Honolulu, HI — Patients who suffer a head injury with loss of consciousness are at increased risk of developing Parkinson disease years later, according to a study of twins presented at the AAN Annual Meeting here in April.



“While it's well established that post-traumatic parkinsonism may occur following cumulative head trauma, this study suggests that short, brief periods of unconsciousness – minutes to hours – also place one at risk,” said chief investigator Samuel M. Goldman, MD, a clinical research scientist at the Parkinson's Institute in Sunnyvale, CA.
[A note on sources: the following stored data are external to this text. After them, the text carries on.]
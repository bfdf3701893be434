//! Hand a conversation over to a session of another kind
//!
//! The successor takes over the same key: the origin is popped, a session
//! of the target kind is created with the origin's context carried forward,
//! and it is initiated with the brief. A finished successor is removed
//! again; a paused one stays registered so the client's next message
//! reaches it.

use super::{KindParams, SessionError, SessionKey, SessionManager, SessionOutcome, SessionState};
use crate::context::ContextStore;
use std::sync::{Arc, Weak};
use tracing::{info, warn};

#[derive(Clone)]
pub struct DelegationBridge {
    manager: Weak<SessionManager>,
}

impl DelegationBridge {
    pub fn new(manager: Weak<SessionManager>) -> Self {
        Self { manager }
    }

    fn manager(&self) -> Result<Arc<SessionManager>, SessionError> {
        self.manager.upgrade().ok_or(SessionError::ManagerUnavailable)
    }

    /// Replace the session at `from` with a new session of `to_kind`.
    ///
    /// `carried` is the origin's context; without it the successor starts
    /// from a fresh store.
    pub async fn delegate(
        &self,
        from: SessionKey,
        to_kind: &str,
        brief: &str,
        carried: Option<ContextStore>,
    ) -> Result<SessionOutcome, SessionError> {
        let manager = self.manager()?;
        manager.get_by_name(to_kind)?;

        let context = match carried {
            Some(store) => store.carry_forward(to_kind, brief),
            None => ContextStore::new(from, to_kind),
        };

        // Creation parameters live on as attributes; the successor's factory reads them again
        let params: KindParams = context.attributes().clone();

        manager.pop(from);
        info!(session = %from, to_kind = %to_kind, "Delegating conversation");
        let handle = manager.create_with_context(from, to_kind, &params, context)?;

        let result = {
            let mut session = handle.lock().await;
            manager.engine().initiate(&mut session, brief).await
        };

        match &result {
            Ok(outcome) if outcome.state == SessionState::Paused => {
                info!(session = %from, kind = %to_kind, "Delegate is waiting for the client");
            }
            Ok(_) => {
                manager.pop_if_same(from, &handle);
            }
            Err(err) => {
                warn!(session = %from, kind = %to_kind, error = %err, "Delegate failed");
                manager.pop_if_same(from, &handle);
            }
        }
        result
    }
}
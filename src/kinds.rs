//! Session kinds registered at startup

use crate::session::{
    KindParams, ParticipantSpec, SessionBlueprint, SessionError, SessionManager, SpeakerSelection,
    DEFAULT_KIND,
};
use serde_json::Value;
use std::sync::Arc;

pub const CAMPAIGN_BUILDER: &str = "campaign_builder";
pub const WEEKLY_REPORT: &str = "weekly_report";

const CLOSING_RULES: &str = "Talk to the client only through reply_to_client. \
Set completed=true once the request is fully handled; set it to false when you need an answer.";

pub fn register_default_kinds(manager: &SessionManager) -> Result<(), SessionError> {
    manager.register_kind(DEFAULT_KIND, Arc::new(front_desk))?;
    manager.register_kind(CAMPAIGN_BUILDER, Arc::new(campaign_builder))?;
    manager.register_kind(WEEKLY_REPORT, Arc::new(weekly_report))?;
    Ok(())
}

fn account_line(params: &KindParams) -> String {
    match params.get("account_id").and_then(Value::as_str) {
        Some(account) => format!("\n\nThe client's ad account is {account}."),
        None => String::new(),
    }
}

/// Answers simple questions and routes specialist work
fn front_desk(params: &KindParams) -> SessionBlueprint {
    SessionBlueprint::new(format!(
        "You are the first point of contact for a marketing agency's clients. \
Answer general questions yourself. For building an ad campaign delegate to \
`{CAMPAIGN_BUILDER}`; for a performance report delegate to `{WEEKLY_REPORT}`. \
The brief must restate everything the specialists need.\n\n{CLOSING_RULES}{}",
        account_line(params)
    ))
    .participant(ParticipantSpec::solo(
        "account_manager",
        "Greets the client and routes their request",
    ))
    .tool("reply_to_client")
    .tool("delegate_task")
}

/// Plans a campaign, has it reviewed, and asks before launching
fn campaign_builder(params: &KindParams) -> SessionBlueprint {
    SessionBlueprint::new(format!(
        "Build a paid search campaign: objective, audience, keywords, ad copy, and daily budget. \
Never spend money without asking: call ask_for_approval with the exact change first.\n\n{CLOSING_RULES}{}",
        account_line(params)
    ))
    .participant(ParticipantSpec::proposer(
        "strategist",
        "Drafts the campaign structure, keywords, and budget",
    ))
    .participant(ParticipantSpec::proposer(
        "copywriter",
        "Writes and refines ad copy within platform limits",
    ))
    .participant(ParticipantSpec::executor(
        "operator",
        "Executes approved tool calls",
    ))
    .tool("reply_to_client")
    .tool("ask_for_approval")
    .speaker_selection(SpeakerSelection::Manager)
}

/// Summarises last week's performance
fn weekly_report(params: &KindParams) -> SessionBlueprint {
    let period = params
        .get("period")
        .and_then(Value::as_str)
        .unwrap_or("the last 7 days");
    SessionBlueprint::new(format!(
        "Write a performance report for {period}: spend, conversions, cost per conversion, \
notable changes, and one recommendation.\n\n{CLOSING_RULES}{}",
        account_line(params)
    ))
    .participant(ParticipantSpec::solo(
        "analyst",
        "Reads the numbers and writes the report",
    ))
    .tool("reply_to_client")
    .max_round(12)
}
The good news, he said, is that the study revealed a 30- to 40-year window between head injury and the development of Parkinson disease, “so there is a huge opportunity to intervene.”

This is not the first study to suggest a link between mild head injury and Parkinson disease, Dr. Goldman noted. Several case-control studies found an increased frequency of prior head injury in Parkinson patients, and more epidemiological studies are showing a significant positive association between the two. But, he added, other trials have found no significant link.

“What's novel about our research is that we studied discordant Parkinson disease twins, about half of whom were identical,” Dr. Goldman said. “Since twins share many behavioral traits and environmental experiences as well as similar or identical genotypes, they offer a powerful design that controls for all sorts of potential confounders, such as genetics and socio-economic status.”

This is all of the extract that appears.